En étant à l’affût dans la montagne pour espérer apercevoir la panthère des neiges, Tesson et Munier ont su accueillir tout ce qui s’offrait à leur regard : hamsters, aigles, chouettes, bouquetins, et même des ours. Auraient-ils pu s’émerveiller autant s’ils avaient fermé leur esprit à tout ce qui n’est pas leur objectif, et oublier tout ce qui n’est pas la panthère ?

L’univers leur a apporté tout ce dont ils avaient besoin, à cet instant, pour remplir leurs yeux et leurs cœurs. Juste parce qu’ils ont pris le temps d’observer, d’apprécier, et d’accueillir.

Attendre était une prière. Quelque chose venait. Et si rien ne venait, c’était que nous n’avions pas su regarder. (S. Tesson)

Leur terrain de jeu a été bien plus riche que ce qu’ils attendaient au départ.

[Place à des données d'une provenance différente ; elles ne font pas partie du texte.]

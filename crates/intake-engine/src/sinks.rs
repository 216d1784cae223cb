//! In-memory and file-backed collaborator implementations.

use std::collections::BTreeMap;
use std::fs::{File, OpenOptions, create_dir_all, remove_file};
use std::io::{self, BufWriter, Write};
use std::path::{Path, PathBuf};
use std::sync::Mutex;
use std::sync::atomic::{AtomicU64, Ordering};

use crate::audit::AuditRecord;
use crate::model::WarehouseRow;
use crate::ports::{AuditError, AuditSink, LoadError, LoadId, WarehouseLoader};

/// Loader keeping every loaded row in memory, per table.
#[derive(Debug, Default)]
pub struct InMemoryWarehouse {
    tables: Mutex<BTreeMap<String, Vec<WarehouseRow>>>,
    staged: Mutex<BTreeMap<(LoadId, String), Vec<WarehouseRow>>>,
}

impl InMemoryWarehouse {
    pub fn new() -> Self {
        Self::default()
    }

    pub fn rows(&self, table: &str) -> Vec<WarehouseRow> {
        self.tables
            .lock()
            .unwrap_or_else(|poisoned| poisoned.into_inner())
            .get(table)
            .cloned()
            .unwrap_or_default()
    }

    /// Loads staged but neither committed nor aborted.
    pub fn pending_loads(&self) -> usize {
        self.staged
            .lock()
            .unwrap_or_else(|poisoned| poisoned.into_inner())
            .len()
    }

    fn take_staged(&self, load: LoadId, table: &str) -> Vec<WarehouseRow> {
        self.staged
            .lock()
            .unwrap_or_else(|poisoned| poisoned.into_inner())
            .remove(&(load, table.to_string()))
            .unwrap_or_default()
    }
}

impl WarehouseLoader for InMemoryWarehouse {
    fn stage(&self, load: LoadId, table: &str, rows: &[WarehouseRow]) -> Result<u64, LoadError> {
        self.staged
            .lock()
            .unwrap_or_else(|poisoned| poisoned.into_inner())
            .entry((load, table.to_string()))
            .or_default()
            .extend(rows.iter().cloned());
        Ok(rows.len() as u64)
    }

    fn commit(&self, load: LoadId, table: &str) -> Result<u64, LoadError> {
        let rows = self.take_staged(load, table);
        let count = rows.len() as u64;
        self.tables
            .lock()
            .unwrap_or_else(|poisoned| poisoned.into_inner())
            .entry(table.to_string())
            .or_default()
            .extend(rows);
        Ok(count)
    }

    fn abort(&self, load: LoadId, table: &str) -> Result<(), LoadError> {
        self.take_staged(load, table);
        Ok(())
    }
}

/// Loader appending rows to `<dir>/<table>.csv`.
///
/// Staged rows go to `<dir>/<table>.<load>.staged.csv` and are appended to
/// the table file on commit. Columns follow the order registered for the
/// table, or the sorted field names of the first staged row. The header is
/// written once per table file and `bytes_written` counts committed bytes.
#[derive(Debug)]
pub struct CsvFileLoader {
    dir: PathBuf,
    columns: Mutex<BTreeMap<String, Vec<String>>>,
    staged: Mutex<BTreeMap<(LoadId, String), u64>>,
    bytes_written: AtomicU64,
}

impl CsvFileLoader {
    pub fn new(dir: &Path) -> Self {
        Self {
            dir: dir.to_path_buf(),
            columns: Mutex::new(BTreeMap::new()),
            staged: Mutex::new(BTreeMap::new()),
            bytes_written: AtomicU64::new(0),
        }
    }

    pub fn with_columns(self, table: &str, columns: Vec<String>) -> Self {
        self.columns
            .lock()
            .unwrap_or_else(|poisoned| poisoned.into_inner())
            .insert(table.to_string(), columns);
        self
    }

    pub fn table_path(&self, table: &str) -> PathBuf {
        self.dir.join(format!("{table}.csv"))
    }

    pub fn staged_path(&self, load: LoadId, table: &str) -> PathBuf {
        self.dir.join(format!("{table}.{load}.staged.csv"))
    }

    pub fn bytes_written(&self) -> u64 {
        self.bytes_written.load(Ordering::Relaxed)
    }

    fn columns_for(&self, table: &str, rows: &[WarehouseRow]) -> Vec<String> {
        self.columns
            .lock()
            .unwrap_or_else(|poisoned| poisoned.into_inner())
            .entry(table.to_string())
            .or_insert_with(|| {
                rows.first()
                    .map(|row| row.keys().cloned().collect())
                    .unwrap_or_default()
            })
            .clone()
    }

    fn take_staged(&self, load: LoadId, table: &str) -> u64 {
        self.staged
            .lock()
            .unwrap_or_else(|poisoned| poisoned.into_inner())
            .remove(&(load, table.to_string()))
            .unwrap_or(0)
    }

    fn append_staged(
        &self,
        path: &Path,
        columns: &[String],
        rows: &[WarehouseRow],
    ) -> Result<(), csv::Error> {
        create_dir_all(&self.dir)?;
        let file = OpenOptions::new().create(true).append(true).open(path)?;
        let mut writer = csv::WriterBuilder::new()
            .has_headers(false)
            .from_writer(BufWriter::new(file));

        for row in rows {
            let record: Vec<String> = columns
                .iter()
                .map(|column| row.get(column).map(|value| value.to_csv()).unwrap_or_default())
                .collect();
            writer.write_record(&record)?;
        }
        writer.flush()?;
        Ok(())
    }

    /// Append a staged file to the table file, returning the bytes written.
    fn publish(&self, table: &str, staged: &Path) -> Result<u64, csv::Error> {
        let columns = self.columns_for(table, &[]);
        let file = OpenOptions::new()
            .create(true)
            .append(true)
            .open(self.table_path(table))?;
        let needs_header = file.metadata()?.len() == 0;

        let mut counting = CountingWriter::new(BufWriter::new(file));
        if needs_header {
            let mut header = csv::WriterBuilder::new()
                .has_headers(false)
                .from_writer(&mut counting);
            header.write_record(&columns)?;
            header.flush()?;
        }
        io::copy(&mut File::open(staged)?, &mut counting)?;
        counting.flush()?;
        remove_file(staged)?;
        Ok(counting.bytes_written())
    }

    fn discard(&self, staged: &Path) -> io::Result<()> {
        match remove_file(staged) {
            Err(err) if err.kind() != io::ErrorKind::NotFound => Err(err),
            _ => Ok(()),
        }
    }
}

fn load_error(table: &str, err: csv::Error) -> LoadError {
    LoadError {
        table: table.to_string(),
        message: err.to_string(),
        retryable: err.is_io_error(),
    }
}

impl WarehouseLoader for CsvFileLoader {
    fn stage(&self, load: LoadId, table: &str, rows: &[WarehouseRow]) -> Result<u64, LoadError> {
        if rows.is_empty() {
            return Ok(0);
        }
        let columns = self.columns_for(table, rows);
        self.append_staged(&self.staged_path(load, table), &columns, rows)
            .map_err(|err| load_error(table, err))?;
        *self
            .staged
            .lock()
            .unwrap_or_else(|poisoned| poisoned.into_inner())
            .entry((load, table.to_string()))
            .or_default() += rows.len() as u64;
        Ok(rows.len() as u64)
    }

    fn commit(&self, load: LoadId, table: &str) -> Result<u64, LoadError> {
        let rows = self.take_staged(load, table);
        if rows == 0 {
            return Ok(0);
        }
        let bytes = self
            .publish(table, &self.staged_path(load, table))
            .map_err(|err| load_error(table, err))?;
        self.bytes_written.fetch_add(bytes, Ordering::Relaxed);
        Ok(rows)
    }

    fn abort(&self, load: LoadId, table: &str) -> Result<(), LoadError> {
        self.take_staged(load, table);
        self.discard(&self.staged_path(load, table))
            .map_err(|err| load_error(table, err.into()))
    }
}

struct CountingWriter<W: Write> {
    inner: W,
    bytes: u64,
}

impl<W: Write> CountingWriter<W> {
    fn new(inner: W) -> Self {
        Self { inner, bytes: 0 }
    }

    fn bytes_written(&self) -> u64 {
        self.bytes
    }
}

impl<W: Write> Write for CountingWriter<W> {
    fn write(&mut self, buf: &[u8]) -> io::Result<usize> {
        let size = self.inner.write(buf)?;
        self.bytes = self.bytes.saturating_add(size as u64);
        Ok(size)
    }

    fn flush(&mut self) -> io::Result<()> {
        self.inner.flush()
    }
}

/// Audit sink collecting records in memory.
#[derive(Debug, Default)]
pub struct InMemoryAuditSink {
    records: Mutex<Vec<AuditRecord>>,
}

impl InMemoryAuditSink {
    pub fn new() -> Self {
        Self::default()
    }

    pub fn records(&self) -> Vec<AuditRecord> {
        self.records
            .lock()
            .unwrap_or_else(|poisoned| poisoned.into_inner())
            .clone()
    }
}

impl AuditSink for InMemoryAuditSink {
    fn record(&self, record: &AuditRecord) -> Result<(), AuditError> {
        self.records
            .lock()
            .unwrap_or_else(|poisoned| poisoned.into_inner())
            .push(record.clone());
        Ok(())
    }
}

/// Audit sink appending one JSON object per line.
#[derive(Debug)]
pub struct JsonLinesAuditSink {
    path: PathBuf,
    lock: Mutex<()>,
}

impl JsonLinesAuditSink {
    pub fn new(path: &Path) -> Self {
        Self {
            path: path.to_path_buf(),
            lock: Mutex::new(()),
        }
    }

    pub fn path(&self) -> &Path {
        &self.path
    }

    fn append(&self, record: &AuditRecord) -> io::Result<()> {
        let _guard = self.lock.lock().unwrap_or_else(|poisoned| poisoned.into_inner());
        let mut line = serde_json::to_vec(record)?;
        line.push(b'\n');
        let mut file: File = OpenOptions::new()
            .create(true)
            .append(true)
            .open(&self.path)?;
        file.write_all(&line)?;
        file.flush()
    }
}

impl AuditSink for JsonLinesAuditSink {
    fn record(&self, record: &AuditRecord) -> Result<(), AuditError> {
        self.append(record)
            .map_err(|err| AuditError(format!("{}: {err}", self.path.display())))
    }
}

#[cfg(test)]
mod tests {
    use intake_core::Value;
    use rust_decimal::Decimal;

    use super::*;

    fn temp_dir() -> PathBuf {
        std::env::temp_dir().join(format!("intake_sinks_{}", uuid::Uuid::new_v4()))
    }

    fn row(id: &str, qty: i64) -> WarehouseRow {
        BTreeMap::from([
            ("transaction_id".to_string(), Value::Text(id.to_string())),
            ("quantity".to_string(), Value::Number(Decimal::from(qty))),
            ("note".to_string(), Value::Null),
        ])
    }

    #[test]
    fn csv_loader_writes_header_once_in_registered_order() {
        let dir = temp_dir();
        let loader = CsvFileLoader::new(&dir).with_columns(
            "sales_reports",
            vec![
                "transaction_id".to_string(),
                "quantity".to_string(),
                "note".to_string(),
            ],
        );

        let load = LoadId::next();
        assert_eq!(loader.stage(load, "sales_reports", &[row("TXN-1", 3)]).expect("stage"), 1);
        assert_eq!(loader.stage(load, "sales_reports", &[row("TXN-2", 4)]).expect("stage"), 1);
        assert!(!loader.table_path("sales_reports").exists());
        assert_eq!(loader.bytes_written(), 0);

        assert_eq!(loader.commit(load, "sales_reports").expect("commit"), 2);
        assert!(!loader.staged_path(load, "sales_reports").exists());
        let next = LoadId::next();
        loader.stage(next, "sales_reports", &[row("TXN-3", 5)]).expect("stage");
        assert_eq!(loader.commit(next, "sales_reports").expect("commit"), 1);

        let written = std::fs::read_to_string(loader.table_path("sales_reports")).expect("read");
        assert_eq!(
            written,
            "transaction_id,quantity,note\nTXN-1,3,\nTXN-2,4,\nTXN-3,5,\n"
        );
        assert_eq!(loader.bytes_written(), written.len() as u64);
    }

    #[test]
    fn aborted_csv_load_leaves_no_trace() {
        let dir = temp_dir();
        let loader = CsvFileLoader::new(&dir);
        let load = LoadId::next();

        loader.stage(load, "sales_reports", &[row("TXN-1", 3)]).expect("stage");
        assert!(loader.staged_path(load, "sales_reports").exists());
        loader.abort(load, "sales_reports").expect("abort");

        assert!(!loader.staged_path(load, "sales_reports").exists());
        assert!(!loader.table_path("sales_reports").exists());
        assert_eq!(loader.commit(load, "sales_reports").expect("commit"), 0);
        assert_eq!(loader.bytes_written(), 0);
    }

    #[test]
    fn in_memory_rows_are_visible_only_after_commit() {
        let warehouse = InMemoryWarehouse::new();
        let kept = LoadId::next();
        let dropped = LoadId::next();

        warehouse.stage(kept, "sales_reports", &[row("TXN-1", 3)]).expect("stage");
        warehouse.stage(dropped, "sales_reports", &[row("TXN-2", 4)]).expect("stage");
        assert!(warehouse.rows("sales_reports").is_empty());
        assert_eq!(warehouse.pending_loads(), 2);

        warehouse.abort(dropped, "sales_reports").expect("abort");
        assert_eq!(warehouse.commit(kept, "sales_reports").expect("commit"), 1);
        assert_eq!(warehouse.rows("sales_reports"), vec![row("TXN-1", 3)]);
        assert_eq!(warehouse.pending_loads(), 0);
    }

    #[test]
    fn json_lines_audit_appends() {
        let dir = temp_dir();
        std::fs::create_dir_all(&dir).expect("dir");
        let sink = JsonLinesAuditSink::new(&dir.join("audit.ndjson"));
        let record = AuditRecord {
            source_file: "Reports/Sales/day.csv".to_string(),
            table_name: "sales_reports".to_string(),
            record_type: Some(intake_core::RecordType::Sales),
            status: crate::model::FileStatus::Completed,
            total_rows: 2,
            valid_rows: 2,
            invalid_rows: 0,
            validation_errors: "{}".to_string(),
            processed_at: "2024-06-30T00:00:00Z".to_string(),
        };
        sink.record(&record).expect("record");
        sink.record(&record).expect("record");

        let contents = std::fs::read_to_string(sink.path()).expect("read");
        let lines = contents.lines().collect::<Vec<_>>();
        assert_eq!(lines.len(), 2);
        let parsed: AuditRecord = serde_json::from_str(lines[0]).expect("parse");
        assert_eq!(parsed, record);
    }
}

Tout comme le terrain de jeu de Yannah, petit chaton, qui regorge de milliards de petites merveilles qui la comblent à chaque instant.

La sagesse animale nous rappelle ce que l’intelligence humaine a oublié : nous sommes adaptés à notre terrain de jeu, nous aussi. Nous l’avons simplement oublié.

Lorsque nous ne trouvons pas de solutions à nos problèmes, pas d’idées pour modifier notre vie, que nous nous sentons englués dans nos problèmes et que notre horizon se rétrécit à la boue qui est collée sur nos yeux, prenons un peu de temps pour arrêter le temps, nous mettre à l’affût, et observer notre environnement.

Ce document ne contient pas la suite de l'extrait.